What if...a character doesn't go to work that day but stays home and witnessess her neighbor doing [fill in the blank]? What if...Trilby brings an unknown injured pilot on board her starfreighter instead of (oh-so-more-wisely) leaving him to fend on his own? What if...a cop leaving a crime scene spills coffee on himself as he's pulling his car away from the curb and--instead of going back to the station with the computer he's taking into evidence--decides to make a quick stop home to change his clothes...

...and is kidnapped by outerspace aliens and 'beamed' on board a starship.

What if?

What each author does with their What Ifs is unique to that author's style (and deviousness!). But the fact that we all use the What If is a common denominator. It's the author's tool for looking at What Is and making it into What Could Be...in a hundred different variations.

Just look at the authors on this blog. We all write in pretty much the same genre. We write female protagonists. Male protagonists. Starships and space. Aliens and vampires (which are alien to mortal humans). We write fast-paced action. We write passionate romance. You'd think we'd all be writing the same story--and each other's stories--over and over.

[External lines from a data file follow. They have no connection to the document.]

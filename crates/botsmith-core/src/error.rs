//! Error types for the botsmith engine

use thiserror::Error;

/// Result type alias for engine operations
pub type SmithResult<T> = Result<T, SmithError>;

/// Main error type for the synthesis engine
#[derive(Error, Debug, Clone)]
pub enum SmithError {
    /// Prompt was blank or whitespace-only. Callers are expected to
    /// reject this before invoking the pipeline; the pipeline checks
    /// anyway so the precondition cannot be silently violated.
    #[error("Prompt is empty")]
    EmptyPrompt,

    /// Configuration related errors
    #[error("Configuration error: {0}")]
    Config(String),

    /// IO errors
    #[error("IO error: {0}")]
    Io(String),

    /// JSON serialization/deserialization errors
    #[error("JSON error: {0}")]
    Json(String),

    /// Generic error with context
    #[error("Error: {0}")]
    Other(String),
}

impl SmithError {
    /// Create a new configuration error
    pub fn config(message: impl Into<String>) -> Self {
        Self::Config(message.into())
    }

    /// Create a generic error
    pub fn other(message: impl Into<String>) -> Self {
        Self::Other(message.into())
    }
}

impl From<anyhow::Error> for SmithError {
    fn from(error: anyhow::Error) -> Self {
        Self::Other(error.to_string())
    }
}

impl From<std::io::Error> for SmithError {
    fn from(error: std::io::Error) -> Self {
        Self::Io(error.to_string())
    }
}

impl From<serde_json::Error> for SmithError {
    fn from(error: serde_json::Error) -> Self {
        Self::Json(error.to_string())
    }
}

#[cfg(test)]
mod tests {
    use super::*;

    #[test]
    fn test_error_display() {
        assert_eq!(SmithError::EmptyPrompt.to_string(), "Prompt is empty");
        assert_eq!(
            SmithError::config("bad file").to_string(),
            "Configuration error: bad file"
        );
    }

    #[test]
    fn test_error_from_io() {
        let io = std::io::Error::new(std::io::ErrorKind::NotFound, "missing");
        let err: SmithError = io.into();
        assert!(matches!(err, SmithError::Io(_)));
    }
}
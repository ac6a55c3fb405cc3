//! Botsmith CLI application
//!
//! Thin presentation layer over `botsmith-core`: validates the prompt,
//! runs one generation call, and prints or writes the result. All
//! decision logic lives in the core.

mod args;

use anyhow::{bail, Context, Result};
use args::Cli;
use botsmith_core::{frame, Generator, GeneratorConfig, OutputFormat};
use clap::Parser;
use colored::Colorize;

fn main() -> Result<()> {
    // Initialize logging with environment-based filtering
    // Set RUST_LOG=debug for verbose logging
    tracing_subscriber::fmt()
        .with_env_filter(tracing_subscriber::EnvFilter::from_default_env())
        .init();

    let cli = Cli::parse();
    run(cli)
}

fn run(cli: Cli) -> Result<()> {
    // Reject blank input here; the pipeline treats a non-empty prompt
    // as its precondition.
    if cli.prompt.trim().is_empty() {
        bail!("prompt is empty; describe the command you want");
    }

    let config = match &cli.config_file {
        Some(path) => GeneratorConfig::load_from_file(path)
            .with_context(|| format!("failed to load config from {}", path.display()))?,
        None => GeneratorConfig::default(),
    };
    let generator = Generator::new().with_config(config);

    let artifact = if cli.system {
        generator.generate_system(&cli.prompt)?
    } else {
        generator.generate(&cli.prompt)?
    };

    if cli.verbose {
        eprintln!(
            "{} {} ({}, {} feature{})",
            "generated".green().bold(),
            artifact.name.cyan(),
            artifact.category,
            artifact.features_applied.len(),
            if artifact.features_applied.len() == 1 { "" } else { "s" },
        );
    }

    if cli.json {
        println!("{}", serde_json::to_string_pretty(&artifact)?);
        return Ok(());
    }

    let format: OutputFormat = cli.format.into();
    let code = frame(&artifact.code, format);

    match &cli.output {
        Some(path) => {
            std::fs::write(path, &code)
                .with_context(|| format!("failed to write {}", path.display()))?;
            eprintln!("{} {}", "wrote".green().bold(), path.display());
        }
        None => println!("{code}"),
    }

    Ok(())
}

#[cfg(test)]
mod tests {
    use super::*;

    #[test]
    fn test_cli_parses_minimal() {
        let cli = Cli::parse_from(["botsmith", "comando de ping"]);
        assert_eq!(cli.prompt, "comando de ping");
        assert!(!cli.system);
        assert!(!cli.json);
    }

    #[test]
    fn test_cli_parses_flags() {
        let cli = Cli::parse_from([
            "botsmith",
            "--system",
            "--output",
            "bot.js",
            "sistema de ticket",
        ]);
        assert!(cli.system);
        assert_eq!(cli.output.unwrap().to_str().unwrap(), "bot.js");
    }

    #[test]
    fn test_run_rejects_empty_prompt() {
        let cli = Cli::parse_from(["botsmith", "   "]);
        assert!(run(cli).is_err());
    }

    #[test]
    fn test_run_writes_output_file() {
        let dir = tempfile::tempdir().unwrap();
        let path = dir.path().join("saudacao.js");
        let cli = Cli::parse_from([
            "botsmith",
            "--output",
            path.to_str().unwrap(),
            "comando chamado saudacao com embed",
        ]);
        run(cli).unwrap();

        let written = std::fs::read_to_string(&path).unwrap();
        assert!(written.contains(".setName('saudacao')"));
    }
}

We're not. Because each author takes that What If into herself and makes it uniquely her own.

But where does that ability to turn what's inside into a story come from?

Feelings. At least, that's where it is in me. And, if you use Dwight Swain as a writing guru as I do--that's where Swain say it comes from, too. Feelings. I know when I'm writing well because I get all fluttery inside. I know when I'm writing really well because my hands go cold and I've been known to jump out of my chair and pace around the office (trying not to step on the cat who've I've most likely dislodged from my desk in the process).

That's why although the technical craft of writing can be taught, what makes a book really good, what turns words into a best seller is much more difficult.

Where that creativity lives in me or in you can't be pinpointed on a chart or map. If you want to be a writer, all I can do is give you the pathway that leads to it. And it's under that sign over there that says What If?.

Enter at your own risk. You might come out being an author.

~Linnea
www.linneasinclair.com

3 comments:

  1. Anonymous3:58 PM EST

    Ever ask a fish how it swims? You'll get the same dumb look from me if you ask me how I create stories. I just do. Stop me from writing and I'll flop around gasping for air until I die.

    ReplyDelete
  2. Ah, Kimber, I hear you. But consider this--at some point you're going to have to understand how *you* create stories because you're going to have to create more. On demand. To contract. So you might want to start listening for what goes on just before that creativity starts. So you can do more of a good thing. :-)

    Some writers use triggers--a certain song, a scented candle, a photograph, whatever. They combine that with their 'what if' and they're off and running. Uh, typing.

    For others, the what if is enough.

    For me, once I get to that What If, it can be music. It runs behind the MTV video of my story in my mind. But other times it could be a phrase. I can hear one of the characters say a certain thing and whammo! The scene just unfolds.

    Other times I stare at the blank monitor for hours...

    Keep feeding that fish-flopping muse of yours. ;-)

    Hugs, ~Linnea

    ReplyDelete
  3. Anonymous7:50 AM EST

    Alas, I have yet to have boundless stories pop into my head. I still don't know how others do that. I seem to still be focussed on a single story arc, though its backstory and the larger scope of consequences of the character's actions are still expanding. A symptom of world-building, I wonder? Maybe when that one's done (my first, btw) I'll be more mentally receptive to new story threads. Any of this sound familiar to you or anyone else?